May 1, 2019
Omnipotence cannot be next to godlinessContact
There comes a time in any company’s life, when those in charge realise they cannot do or know
everything, i.e. they are not omnipotent and therefore, they must seek external advice.
The type and level of advice is usually in proportion to the age and complexity of the company. At the beginning, the needs can be relatively simple. However, as a company grows, the range of needs increases. External advisors can bring tremendous value to a business and long term, they can even become part of a management’s ‘kitchen cabinet’; conversely, appointing the wrong advisor can be a detrimental force.
In this article, I look at the pros and cons of external advisors, with some recommendations on how to choose the right one and get the best out of them.

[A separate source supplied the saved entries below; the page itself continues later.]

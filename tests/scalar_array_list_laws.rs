//! Property-based tests for ScalarArrayList laws.
//!
//! This module verifies the ordering, capacity and removal invariants of
//! ScalarArrayList using proptest, checking each operation against a plain
//! `Vec` model.

use proptest::prelude::*;
use unboxed::prelude::*;

// =============================================================================
// Growth and Capacity
// =============================================================================

proptest! {
    /// Every pushed value is retrievable at its insertion position.
    #[test]
    fn prop_push_preserves_order(elements in prop::collection::vec(any::<i64>(), 0..200)) {
        let mut list = LongArrayList::new();
        for &element in &elements {
            list.push(element);
        }
        prop_assert_eq!(list.len(), elements.len());
        for (index, &element) in elements.iter().enumerate() {
            prop_assert_eq!(list.get(index), Some(element));
        }
    }

    /// Capacity never decreases except through optimize, which makes it equal the length.
    #[test]
    fn prop_capacity_monotonic(
        elements in prop::collection::vec(any::<i32>(), 0..100),
        removed in any::<i32>()
    ) {
        let mut list = IntArrayList::new();
        let mut capacity = list.capacity();
        for &element in &elements {
            list.push(element);
            prop_assert!(list.capacity() >= capacity);
            capacity = list.capacity();
        }
        list.remove_all_of(removed).unwrap();
        prop_assert_eq!(list.capacity(), capacity);
        list.optimize();
        prop_assert_eq!(list.capacity(), list.len());
    }

    /// Rebuilding a list from its array yields an equal list.
    #[test]
    fn prop_to_vec_round_trip(elements in prop::collection::vec(any::<f64>(), 0..100)) {
        let list = DoubleArrayList::from_slice(&elements);
        let rebuilt = DoubleArrayList::from(list.to_vec());
        prop_assert_eq!(rebuilt, list);
    }
}

// =============================================================================
// Removal Against a Vec Model
// =============================================================================

proptest! {
    /// remove_first removes exactly the first equal element.
    #[test]
    fn prop_remove_first_matches_model(
        elements in prop::collection::vec(0_i16..8, 0..60),
        target in 0_i16..8
    ) {
        let mut list = ShortArrayList::from_slice(&elements);
        let mut model = elements.clone();
        let position = model.iter().position(|&element| element == target);
        if let Some(index) = position {
            model.remove(index);
        }

        prop_assert_eq!(list.remove_first(target).unwrap(), position.is_some());
        prop_assert_eq!(list.as_slice(), model.as_slice());
    }

    /// The compacting remove_all_of agrees with Vec::retain.
    #[test]
    fn prop_remove_all_of_matches_retain(
        elements in prop::collection::vec(0_i8..5, 0..80),
        target in 0_i8..5
    ) {
        let mut list = ByteArrayList::from_slice(&elements);
        let mut model = elements.clone();
        model.retain(|&element| element != target);

        prop_assert_eq!(list.remove_all_of(target).unwrap(), model.len() != elements.len());
        prop_assert_eq!(list.as_slice(), model.as_slice());
    }

    /// Cursor-driven filtering agrees with the compacting removal.
    #[test]
    fn prop_cursor_filter_matches_remove_where(
        elements in prop::collection::vec(any::<i32>(), 0..80)
    ) {
        let mut filtered = IntArrayList::from_slice(&elements);
        let mut cursor = filtered.cursor();
        while let Some(value) = cursor.next() {
            if value % 3 == 0 {
                cursor.remove().unwrap();
            }
        }

        let mut compacted = IntArrayList::from_slice(&elements);
        compacted.remove_where(|value| value % 3 == 0).unwrap();

        prop_assert_eq!(filtered, compacted);
    }

    /// Retaining against any set leaves only members of that set, in order.
    #[test]
    fn prop_retain_all_matches_model(
        elements in prop::collection::vec(0_i64..10, 0..60),
        keep in prop::collection::vec(0_i64..10, 0..5)
    ) {
        let mut list = LongArrayList::from_slice(&elements);
        let mut model = elements.clone();
        model.retain(|element| keep.contains(element));

        list.retain_all(&keep).unwrap();
        prop_assert_eq!(list.as_slice(), model.as_slice());
    }

    /// Insert then remove at the same index restores the list.
    #[test]
    fn prop_insert_remove_at_inverse(
        elements in prop::collection::vec(any::<i64>(), 0..50),
        position in any::<prop::sample::Index>(),
        value in any::<i64>()
    ) {
        let mut list = LongArrayList::from_slice(&elements);
        let index = position.index(elements.len() + 1);
        list.insert(index, value).unwrap();
        prop_assert_eq!(list.get(index), Some(value));
        prop_assert_eq!(list.remove_at(index).unwrap(), value);
        prop_assert_eq!(list.as_slice(), elements.as_slice());
    }
}

// =============================================================================
// to_array_into
// =============================================================================

proptest! {
    /// The result has length max(k, start + n) and keeps the destination prefix.
    #[test]
    fn prop_to_array_into_boundary(
        elements in prop::collection::vec(any::<i32>(), 0..20),
        dest in prop::option::of(prop::collection::vec(any::<i32>(), 0..40)),
        start in 0_usize..30
    ) {
        let list = IntArrayList::from_slice(&elements);
        let original = dest.clone();
        let start_index = isize::try_from(start).unwrap();

        let array = list.to_array_into(dest, start_index).unwrap();

        let destination_length = original.as_ref().map_or(0, Vec::len);
        prop_assert_eq!(array.len(), destination_length.max(start + elements.len()));
        prop_assert_eq!(&array[start..start + elements.len()], elements.as_slice());
        if let Some(original) = original {
            let prefix = start.min(original.len());
            prop_assert_eq!(&array[..prefix], &original[..prefix]);
        }
    }

    /// A negative start index is always rejected.
    #[test]
    fn prop_to_array_into_negative_start(
        elements in prop::collection::vec(any::<i32>(), 0..10),
        start in -100_isize..0
    ) {
        let list = IntArrayList::from_slice(&elements);
        prop_assert_eq!(
            list.to_array_into(Some(vec![0; 200]), start),
            Err(CollectionError::NegativeIndex { index: start })
        );
    }
}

So, why would you hire an external advisor?
- Expertise: the prime reason for seeking external advice is because it is not present in-house. Typically, as a Company grows, the management need to focus their time on driving the strategy, so other technical aspects need to be outsourced to people who focus on that one area for a living.
- When choosing an advisor, ask about their expertise, what companies they are working with and ask for third party references.
- Experience: external advisors tend to work for a number of different companies and/or sectors and therefore have a broader view than any one management team might have. This may provide additional context and solutions to existing issues or to those that might not have even been thought about.
- Does their experience match the stage of development of your company? Are there case studies that reflect what you want to do?
- Network: External advisors tend to have broad networks, which could be relevant to and useful in the future development of a business.
- It is worth finding out how willing they are to share their contacts e.g. organising network events etc. Also, ask what other third-party advisors they rate to help you with your choices – it will make life much easier if your growing stable of advisors like and respect each other, and also have a working relationship in place.
What are the disadvantages of hiring an external advisor?
- Loss of control – with any delegation of responsibility, there is a level of control that is lost which can be particularly difficult for founder/CEOs. Any advisor worth their salt should manage this through regular discussions with the client, feedback and provide evidence of a job well done. The key is trust and building a good working relationship from the start.
- Cost – Budgets come in all shapes and sizes, so work parameters must be clear from the start. In the life sciences industry, cash is usually ring-fenced for the understandably ‘important work’ of developing new therapeutics and technologies. If money is to be diverted on other areas, the ends must be worth the means. Decide how much you are willing to spend beforehand; get several quotes for comparison and see what flexibility there is with respect to phasing of projects to ease cashflow demands.
- Mismatched expectations – this is the biggest reason for frustration on both sides – generally caused by poor understanding and/or lack of communication between parties. The business need should be agreed beforehand, along with clear KPIs, and there should be regular conversations ensuring that what is being delivered meets the needs of the agreement. Communication is the watchword – if there are issues, these should be identified and discussed as soon as possible.
In my experience, the most productive client relationships have been where there is regular and honest communication from the very start: an understanding about where the company wants to go, how it wants to get there and therefore what it needs from its communications. At the same time, a successful advisor has been clear with their advice, including taking a contrary view if necessary, managing expectations of what is achievable, at what cost and over what time.
The core to all of this is a good personal chemistry; where the third party supplier(s) not only becomes a trusted advisor within the ‘kitchen cabinet’, but becomes a friend for the long term.